EXERCISE DESCRIPTION | Report how many lines in the records that follow have the word "GenomeTemplate" in them, giving the number and nothing more.

_ _ _

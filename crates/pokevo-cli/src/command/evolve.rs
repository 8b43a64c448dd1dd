use std::path::PathBuf;

use anyhow::Context as _;
use chrono::Utc;
use pokevo_engine::{SpeciesData, StatTable};
use pokevo_evaluator::{EvaluationMode, fitness::GauntletEvaluator};
use pokevo_training::{
    evolution::{Evolution, GenerationReport},
    genome::{Genome, GenomeTemplate},
};
use rand::{Rng as _, SeedableRng as _};
use rand_pcg::Pcg32;

use crate::{
    command::tournament,
    config::RunConfig,
    schema::champion::{ChampionList, ChampionRecord},
    util,
};

#[derive(Default, Debug, Clone, clap::Args)]
pub(crate) struct EvolveArg {
    /// JSON run configuration; flags below override it
    #[arg(long)]
    config: Option<PathBuf>,
    /// Genomes per generation
    #[arg(long)]
    population: Option<usize>,
    #[arg(long)]
    generations: Option<usize>,
    /// `simple` (greedy play, all-out attackers) or `advanced` (minimax, setup gauntlet)
    #[arg(long)]
    mode: Option<EvaluationMode>,
    /// Minimax depth in full rounds
    #[arg(long)]
    depth: Option<u32>,
    /// Battles against each gauntlet opponent
    #[arg(long)]
    battles: Option<usize>,
    #[arg(long)]
    seed: Option<u64>,
    /// Evolve movesets and effort for an existing species instead of a custom combatant
    #[arg(long)]
    species: Option<String>,
    /// Skip the round robin between champions
    #[arg(long)]
    no_tournament: bool,
    /// Output file path
    #[arg(long)]
    output: Option<PathBuf>,
}

impl EvolveArg {
    fn apply(&self, config: &mut RunConfig) {
        if let Some(population) = self.population {
            config.evolution.population_size = population;
        }
        if let Some(generations) = self.generations {
            config.evolution.generations = generations;
        }
        if let Some(mode) = self.mode {
            config.mode = mode;
        }
        if let Some(depth) = self.depth {
            config.search.depth = depth;
        }
        if let Some(battles) = self.battles {
            config.battles_per_opponent = battles;
        }
        if let Some(seed) = self.seed {
            config.seed = Some(seed);
        }
        if let Some(species) = &self.species {
            config.species = Some(species.clone());
        }
    }
}

pub(crate) fn run(arg: &EvolveArg) -> anyhow::Result<()> {
    let mut config = RunConfig::load(arg.config.as_deref())?;
    arg.apply(&mut config);
    log::debug!("effective config: {config:?}");

    let template = match &config.species {
        Some(name) => GenomeTemplate::from_species_name(name).with_context(|| {
            format!("Unknown template species: {name} (known: {})", species_names())
        })?,
        None => GenomeTemplate::Custom,
    };
    let seed = config.seed.unwrap_or_else(|| rand::rng().random());
    let mut rng = Pcg32::seed_from_u64(seed);

    let evaluator = GauntletEvaluator::new(
        &config.gauntlet(),
        config.battles_per_opponent,
        config.rewards.clone(),
        config.mode.selector(config.search),
    );
    if evaluator.opponent_count() == 0 {
        anyhow::bail!("No usable gauntlet opponents");
    }

    eprintln!(
        "Evolving {} ({:?} mode, {} opponents, seed {seed})",
        template.name(),
        config.mode,
        evaluator.opponent_count(),
    );

    let mut evolution = Evolution::new(
        template,
        config.genome.clone(),
        config.evolution.clone(),
        &mut rng,
    )?;
    let champions = evolution.run(&evaluator, &mut rng, print_generation)?;
    if evolution.generation() < config.evolution.generations {
        eprintln!(
            "Every species went extinct after {} generations",
            evolution.generation()
        );
    }

    eprintln!();
    eprintln!("Champions:");
    for (i, genome) in champions.iter().enumerate() {
        eprintln!("  {i:2}: {}", describe(genome));
    }

    let records: Vec<ChampionRecord> = champions.iter().map(ChampionRecord::from).collect();
    if !arg.no_tournament && records.len() > 1 {
        let selector = config.mode.selector(config.search);
        tournament::run_round_robin(&records, selector.as_ref(), &mut rng)?;
    }

    let list = ChampionList {
        generated_at: Utc::now(),
        mode: config.mode,
        seed,
        generations: evolution.generation(),
        champions: records,
    };
    let path = util::save_json(&list, arg.output.as_deref())?;

    eprintln!();
    eprintln!("Champions saved successfully");
    eprintln!("  Path: {path}");
    eprintln!("  Generated at: {}", list.generated_at);
    eprintln!("  Champions: {}", list.champions.len());

    Ok(())
}

fn print_generation(report: &GenerationReport) {
    eprintln!("Generation #{}:", report.generation);
    eprintln!(
        "  Species:   {} ({} culled)",
        report.species_count,
        report.culled_species.len()
    );
    eprintln!("  Mean:      {:.1}", report.mean_fitness);
    eprintln!("  Best:      {}", describe(&report.best_genome));
    eprintln!("  Best ever: {}", describe(&report.best_ever));
}

fn describe(genome: &Genome) -> String {
    let moves = genome
        .moves()
        .iter()
        .map(ToString::to_string)
        .collect::<Vec<_>>()
        .join(", ");
    let types = genome
        .types()
        .iter()
        .map(ToString::to_string)
        .collect::<Vec<_>>()
        .join("/");
    format!(
        "{} #{} [{types}] {:.1} ({} beaten) {} {} {} [{moves}]",
        genome.name(),
        genome.id(),
        genome.fitness(),
        genome.opponents_defeated(),
        genome.ability(),
        genome.nature(),
        format_effort(genome.evs()),
    )
}

fn species_names() -> String {
    SpeciesData::all()
        .iter()
        .map(|species| species.name)
        .collect::<Vec<_>>()
        .join(", ")
}

fn format_effort(evs: &StatTable<u16>) -> String {
    evs.iter()
        .filter(|(_, v)| **v > 0)
        .map(|(key, v)| format!("{v} {key}"))
        .collect::<Vec<_>>()
        .join(" / ")
}

#[cfg(test)]
mod tests {
    use super::*;

    #[test]
    fn test_flags_override_config() {
        let arg = EvolveArg {
            population: Some(8),
            mode: Some(EvaluationMode::Simple),
            depth: Some(1),
            seed: Some(42),
            species: Some("lucario".to_owned()),
            ..EvolveArg::default()
        };
        let mut config = RunConfig::default();
        arg.apply(&mut config);
        assert_eq!(config.evolution.population_size, 8);
        assert_eq!(config.evolution.generations, 10);
        assert_eq!(config.mode, EvaluationMode::Simple);
        assert_eq!(config.search.depth, 1);
        assert_eq!(config.battles_per_opponent, 3);
        assert_eq!(config.seed, Some(42));
        assert_eq!(config.species.as_deref(), Some("lucario"));
    }

    #[test]
    fn test_format_effort_skips_empty_stats() {
        let evs = StatTable::new(0, 252, 0, 0, 6, 252);
        assert_eq!(format_effort(&evs), "252 atk / 6 spd / 252 spe");
    }

    #[test]
    fn test_unknown_species_lists_known_ones() {
        let arg = EvolveArg {
            species: Some("missingno".to_owned()),
            ..EvolveArg::default()
        };
        let message = format!("{:#}", run(&arg).unwrap_err());
        assert!(message.contains("missingno"), "{message}");
        assert!(message.contains("garchomp, gengar"), "{message}");
    }
}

_ _ _

ANSWER SPACE | 3